MAs in today’s primary care practices are asked to support value-based goals, with little training or additional compensation. Several barriers to successful adoption of larger population health roles by clinic staff were noted in the studies, including the following.

    • Insufficient understanding of the population health concepts
    • Lack of time for added responsibilities
    • Additional workload without additional compensation
    • Reluctance of clinicians to delegate tasks
    • Uncertainty in making new workflow changes routine

Engaging Clinic Staff Lowers Barriers to Value-Based Care

Both study teams relied on data from staff interviews and results at several health system practices that were driving value-based strategies. One study examined practices from the West coast and the other from the East coast, yet both revealed several key findings related to improved MA engagement and effectiveness within a population health role:

    • Educating MAs about how their responsibilities fit within broader population health goals, including formal training and ongoing open communication with providers, is critical to engaging the staff member.
    • Providing MAs with autonomy and control over incremental achievable goals or same-day-measures (e.g., vaccinations), particularly using detailed protocols, is more desirable than measuring them on multiday measures or other longitudinal metrics. 
    • MAs would welcome direct financial incentives, those in the study having had little experience with them, and compensation totaling as little as ~3% of their average annual base pay would be influential in improving performance.

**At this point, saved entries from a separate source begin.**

//! Collection view: a live filtered, sorted and grouped projection of a source.
//!
//! [`CollectionView`] subscribes to an observable source and keeps its view
//! consistent with every change, translating single-item source changes into
//! single-item view changes. Rule edits (filter, sort descriptions, group
//! description) rebuild the view, except filter changes on an observable
//! source, which are re-evaluated in place.
//!
//! All notifications are queued while the view's state is locked and emitted
//! after it is released, in the order the view changed.

use std::fmt;
use std::sync::atomic::{AtomicBool, Ordering};
use std::sync::{Arc, Weak};

use horizon_view_core::logging::targets;
use parking_lot::{Mutex, RwLock};

use super::comparator::CompositeComparator;
use super::defer::DeferGuard;
use super::error::{Result, ViewError};
use super::group::CollectionGroup;
use super::signals::{Notification, NotificationQueue, ViewProperty, ViewSignals};
use super::sort::{GroupDescription, SortDescription};
use super::source::{ItemSource, SourceChange, SourceSubscription};
use super::state::{FilterFn, ViewState};

/// Bounds shared by every item type a collection view can hold.
///
/// Items are compared with `PartialEq` to locate them in the view (current
/// item restoration, [`CollectionView::index_of`]).
pub trait ViewItem: Clone + PartialEq + Send + Sync + 'static {}

impl<T: Clone + PartialEq + Send + Sync + 'static> ViewItem for T {}

/// Shared internals of a view, also held by its defer guards.
pub(crate) struct ViewCore<T: ViewItem> {
    state: Mutex<ViewState<T>>,
    source: RwLock<Arc<dyn ItemSource<T>>>,
    subscription: Mutex<Option<SourceSubscription<T>>>,
    signals: ViewSignals<T>,
    notifications: NotificationQueue<T>,
    disposed: AtomicBool,
}

impl<T: ViewItem> ViewCore<T> {
    fn new(source: Arc<dyn ItemSource<T>>) -> Arc<Self> {
        Arc::new(Self {
            state: Mutex::new(ViewState::new()),
            source: RwLock::new(source),
            subscription: Mutex::new(None),
            signals: ViewSignals::new(),
            notifications: NotificationQueue::new(),
            disposed: AtomicBool::new(false),
        })
    }

    fn is_disposed(&self) -> bool {
        self.disposed.load(Ordering::SeqCst)
    }

    fn source(&self) -> Arc<dyn ItemSource<T>> {
        self.source.read().clone()
    }

    fn snapshot(&self) -> Vec<T> {
        self.source().snapshot()
    }

    fn is_observable(&self) -> bool {
        self.source.read().changes().is_some()
    }

    /// Subscribes to the current source, replacing any previous subscription.
    fn attach(self: &Arc<Self>) {
        let weak: Weak<Self> = Arc::downgrade(self);
        let subscription = SourceSubscription::attach(self.source(), move |change| {
            if let Some(core) = weak.upgrade() {
                core.on_source_change(change);
            }
        });
        if subscription.is_none() {
            tracing::debug!(target: targets::SOURCE, "source is not observable");
        }
        let previous = std::mem::replace(&mut *self.subscription.lock(), subscription);
        drop(previous);
    }

    fn detach(&self) {
        let previous = self.subscription.lock().take();
        drop(previous);
    }

    /// Runs `f` on the locked state and queues its notifications (including
    /// cursor changes) before the lock is released, then delivers them.
    ///
    /// A slot that mutates the view during delivery queues its batch behind
    /// the current one; the outermost `update` delivers both.
    fn update<R>(&self, f: impl FnOnce(&mut ViewState<T>, &mut Vec<Notification<T>>) -> R) -> R {
        let result = {
            let mut state = self.state.lock();
            let mut out = Vec::new();
            let before = state.cursor();
            let result = f(&mut *state, &mut out);
            state.notify_cursor(&before, &mut out);
            self.notifications.enqueue(out);
            result
        };
        self.notifications.drain(&self.signals);
        result
    }

    /// Rebuilds now, or records the need to when deferred.
    fn refresh_or_defer(&self, state: &mut ViewState<T>, out: &mut Vec<Notification<T>>) {
        if state.is_deferred() {
            state.mark_dirty();
        } else {
            state.rebuild(self.snapshot(), out);
        }
    }

    fn on_source_change(&self, change: &SourceChange<T>) {
        if self.is_disposed() {
            return;
        }
        tracing::trace!(target: targets::SOURCE, kind = change.kind(), "source changed");
        self.update(|state, out| state.apply_change(change, || self.snapshot(), out));
    }

    pub(crate) fn begin_defer(&self) {
        self.state.lock().begin_defer();
    }

    pub(crate) fn end_defer(&self) {
        self.update(|state, out| {
            if state.end_defer() {
                if self.is_disposed() {
                    tracing::debug!(
                        target: targets::VIEW,
                        "view disposed, skipping deferred rebuild"
                    );
                } else {
                    state.rebuild(self.snapshot(), out);
                }
            }
        });
    }
}

/// A live, filtered, sorted and optionally grouped view over an item source.
///
/// The view is ordered by its [`CompositeComparator`]: the group description
/// first, then each sort description in turn. Items tying under every rule
/// keep their source order.
///
/// # Example
///
/// ```
/// use horizon_view::model::{CollectionView, Key, ObservableList, SortDescription, ViewChange};
/// use std::sync::Arc;
///
/// let source = Arc::new(ObservableList::from_vec(vec![3, 1, 2]));
/// let view = CollectionView::new(source.clone());
/// view.add_sort_description(SortDescription::ascending(|n: &i32| Key::from(*n)));
/// assert_eq!(view.items(), vec![1, 2, 3]);
///
/// view.signals().collection_changed.connect(|change| {
///     if let ViewChange::Inserted { index, item } = change {
///         println!("{item} inserted at {index}");
///     }
/// });
///
/// source.insert(0, 0);
/// assert_eq!(view.items(), vec![0, 1, 2, 3]);
///
/// view.set_filter(|n: &i32| *n > 1);
/// assert_eq!(view.items(), vec![2, 3]);
/// ```
pub struct CollectionView<T: ViewItem> {
    core: Arc<ViewCore<T>>,
}
//! Sort and group rules.
//!
//! A [`SortDescription`] is an immutable rule made of a key extractor, a key
//! comparator and a [`SortDirection`]. Group descriptions have exactly the same
//! shape; the view applies the group rule ahead of every sort rule.

use std::cmp::Ordering;
use std::fmt;
use std::sync::Arc;

use super::key::Key;

/// Type alias for a key extraction function.
pub type KeyFn<T> = Arc<dyn Fn(&T) -> Key + Send + Sync>;

/// Type alias for a key comparison function.
pub type KeyCompareFn = Arc<dyn Fn(&Key, &Key) -> Ordering + Send + Sync>;

/// Direction in which a rule orders keys.
#[derive(Debug, Clone, Copy, Default, PartialEq, Eq, Hash)]
pub enum SortDirection {
    /// Smallest key first.
    #[default]
    Ascending,
    /// Largest key first.
    Descending,
}

impl SortDirection {
    /// Applies this direction to a comparison result.
    #[inline]
    pub fn apply(self, ord: Ordering) -> Ordering {
        match self {
            SortDirection::Ascending => ord,
            SortDirection::Descending => ord.reverse(),
        }
    }

    /// Returns the opposite direction.
    pub fn reversed(self) -> Self {
        match self {
            SortDirection::Ascending => SortDirection::Descending,
            SortDirection::Descending => SortDirection::Ascending,
        }
    }
}

/// An immutable ordering rule over items of type `T`.
///
/// Cloning a description is cheap; clones share the same extractor and
/// comparator and are considered the same rule by [`same_rule`](Self::same_rule).
///
/// # Example
///
/// ```
/// use horizon_view::model::{Key, SortDescription, SortDirection};
/// use std::cmp::Ordering;
///
/// struct Person {
///     name: String,
///     age: u32,
/// }
///
/// let by_age = SortDescription::descending(|p: &Person| Key::from(p.age)).named("age");
///
/// let alice = Person { name: "Alice".into(), age: 30 };
/// let bob = Person { name: "Bob".into(), age: 25 };
/// assert_eq!(by_age.compare_items(&alice, &bob), Ordering::Less);
/// assert_eq!(by_age.direction(), SortDirection::Descending);
/// ```
pub struct SortDescription<T> {
    name: Option<Arc<str>>,
    key_of: KeyFn<T>,
    compare: KeyCompareFn,
    direction: SortDirection,
}

/// A grouping rule.
///
/// Groups are ordered by their key using the rule's comparator and direction,
/// and the group rule takes precedence over every sort description.
pub type GroupDescription<T> = SortDescription<T>;

impl<T> SortDescription<T> {
    /// Creates a rule comparing extracted keys with [`Key::compare`].
    pub fn new<K>(key_of: K, direction: SortDirection) -> Self
    where
        K: Fn(&T) -> Key + Send + Sync + 'static,
    {
        Self::with_comparer(key_of, |a: &Key, b: &Key| a.compare(b), direction)
    }

    /// Creates a rule with a custom key comparator.
    pub fn with_comparer<K, C>(key_of: K, compare: C, direction: SortDirection) -> Self
    where
        K: Fn(&T) -> Key + Send + Sync + 'static,
        C: Fn(&Key, &Key) -> Ordering + Send + Sync + 'static,
    {
        Self {
            name: None,
            key_of: Arc::new(key_of),
            compare: Arc::new(compare),
            direction,
        }
    }

    /// Creates an ascending rule using the default key order.
    pub fn ascending<K>(key_of: K) -> Self
    where
        K: Fn(&T) -> Key + Send + Sync + 'static,
    {
        Self::new(key_of, SortDirection::Ascending)
    }

    /// Creates a descending rule using the default key order.
    pub fn descending<K>(key_of: K) -> Self
    where
        K: Fn(&T) -> Key + Send + Sync + 'static,
    {
        Self::new(key_of, SortDirection::Descending)
    }

    /// Attaches a descriptive name (used in logs and `Debug` output).
    pub fn named(mut self, name: impl Into<Arc<str>>) -> Self {
        self.name = Some(name.into());
        self
    }

    /// Returns a copy of this rule with the given direction.
    pub fn with_direction(&self, direction: SortDirection) -> Self {
        Self {
            direction,
            ..self.clone()
        }
    }

    /// Returns the rule's name, if any.
    pub fn name(&self) -> Option<&str> {
        self.name.as_deref()
    }

    /// Returns the rule's direction.
    pub fn direction(&self) -> SortDirection {
        self.direction
    }

    /// Extracts the key of an item.
    pub fn key_of(&self, item: &T) -> Key {
        (self.key_of)(item)
    }

    /// Compares two keys, applying the rule's direction.
    pub fn compare_keys(&self, a: &Key, b: &Key) -> Ordering {
        self.direction.apply((self.compare)(a, b))
    }

    /// Compares two items by their extracted keys, applying the rule's direction.
    pub fn compare_items(&self, a: &T, b: &T) -> Ordering {
        self.compare_keys(&self.key_of(a), &self.key_of(b))
    }

    /// Returns `true` if both descriptions are the same rule: they share the
    /// same extractor and comparator and have the same direction.
    pub fn same_rule(&self, other: &Self) -> bool {
        Arc::ptr_eq(&self.key_of, &other.key_of)
            && Arc::ptr_eq(&self.compare, &other.compare)
            && self.direction == other.direction
    }
}

impl<T> Clone for SortDescription<T> {
    fn clone(&self) -> Self {
        Self {
            name: self.name.clone(),
            key_of: self.key_of.clone(),
            compare: self.compare.clone(),
            direction: self.direction,
        }
    }
}

impl<T> fmt::Debug for SortDescription<T> {
    fn fmt(&self, f: &mut fmt::Formatter<'_>) -> fmt::Result {
        f.debug_struct("SortDescription")
            .field("name", &self.name)
            .field("direction", &self.direction)
            .finish_non_exhaustive()
    }
}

The conclusions from both studies emphasized the need to be aware of the barriers to achieving the value-based goals and the effectiveness of a team approach. Incorporating the full staff in these efforts should allow providers to practice at the top of their license and generate improvement in performance metrics as a team. Further, additional studies, including one from the American Journal of Accountable Care support a team approach as a means to improving patient satisfaction, another key metric for providers.

Consequently, these studies found that providing staff with small incentives and clarity on how those incentives support value-based care principles would be very effective. Physician leadership is no doubt critical to achieving value-based goals, but the day-to-day activities require staff support. The benefits of these incentives are felt throughout the entire practice, improving the work satisfaction of all members of the clinic team. Ultimately, incentivizing the staff could set off a positive feedback loop of engagement and improvement that lifts the entire team performance.